WHAT IS EXPECTED: Among the lines of data below, reproduce only those from the one with "their predicates grouped" through the one with "#[must_use]", exactly as they stand, both ends included.

INFORMATION:
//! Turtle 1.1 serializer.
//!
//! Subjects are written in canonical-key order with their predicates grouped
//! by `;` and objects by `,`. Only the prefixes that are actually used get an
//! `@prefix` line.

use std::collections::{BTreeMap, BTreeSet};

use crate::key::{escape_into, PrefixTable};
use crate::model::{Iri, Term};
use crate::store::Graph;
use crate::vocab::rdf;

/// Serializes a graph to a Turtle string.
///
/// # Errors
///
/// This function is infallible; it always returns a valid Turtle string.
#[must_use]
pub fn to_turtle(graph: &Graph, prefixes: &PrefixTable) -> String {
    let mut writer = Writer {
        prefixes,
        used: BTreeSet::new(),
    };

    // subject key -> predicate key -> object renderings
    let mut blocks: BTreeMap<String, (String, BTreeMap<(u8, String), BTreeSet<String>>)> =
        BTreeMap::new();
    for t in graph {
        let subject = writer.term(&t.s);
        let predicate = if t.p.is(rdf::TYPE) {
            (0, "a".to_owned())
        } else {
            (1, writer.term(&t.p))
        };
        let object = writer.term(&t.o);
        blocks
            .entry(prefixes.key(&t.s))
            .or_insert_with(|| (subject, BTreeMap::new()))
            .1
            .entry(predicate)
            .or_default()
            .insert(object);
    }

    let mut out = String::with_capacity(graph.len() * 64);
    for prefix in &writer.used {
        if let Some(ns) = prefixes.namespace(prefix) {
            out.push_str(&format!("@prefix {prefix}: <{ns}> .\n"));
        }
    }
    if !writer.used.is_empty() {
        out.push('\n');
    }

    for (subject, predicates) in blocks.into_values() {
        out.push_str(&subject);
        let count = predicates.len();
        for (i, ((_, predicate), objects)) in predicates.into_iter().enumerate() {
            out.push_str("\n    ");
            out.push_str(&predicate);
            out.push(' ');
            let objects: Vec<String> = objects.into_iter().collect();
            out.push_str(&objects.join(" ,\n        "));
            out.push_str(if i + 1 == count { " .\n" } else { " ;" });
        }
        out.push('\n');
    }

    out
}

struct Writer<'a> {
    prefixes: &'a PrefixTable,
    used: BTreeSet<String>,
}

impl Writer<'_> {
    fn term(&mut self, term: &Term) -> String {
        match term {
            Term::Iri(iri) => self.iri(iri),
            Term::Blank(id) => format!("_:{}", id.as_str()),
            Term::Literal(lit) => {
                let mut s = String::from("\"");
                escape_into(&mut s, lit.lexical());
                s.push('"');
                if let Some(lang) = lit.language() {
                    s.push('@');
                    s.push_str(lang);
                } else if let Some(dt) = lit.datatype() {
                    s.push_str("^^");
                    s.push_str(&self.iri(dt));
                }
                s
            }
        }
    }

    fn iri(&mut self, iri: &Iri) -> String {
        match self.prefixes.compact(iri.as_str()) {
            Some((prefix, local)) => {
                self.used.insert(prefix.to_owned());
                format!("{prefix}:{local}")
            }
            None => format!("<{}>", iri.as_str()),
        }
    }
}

RESULT OF THIS TASK:
//! Subjects are written in canonical-key order with their predicates grouped
//! by `;` and objects by `,`. Only the prefixes that are actually used get an
//! `@prefix` line.

use std::collections::{BTreeMap, BTreeSet};

use crate::key::{escape_into, PrefixTable};
use crate::model::{Iri, Term};
use crate::store::Graph;
use crate::vocab::rdf;

/// Serializes a graph to a Turtle string.
///
/// # Errors
///
/// This function is infallible; it always returns a valid Turtle string.
#[must_use]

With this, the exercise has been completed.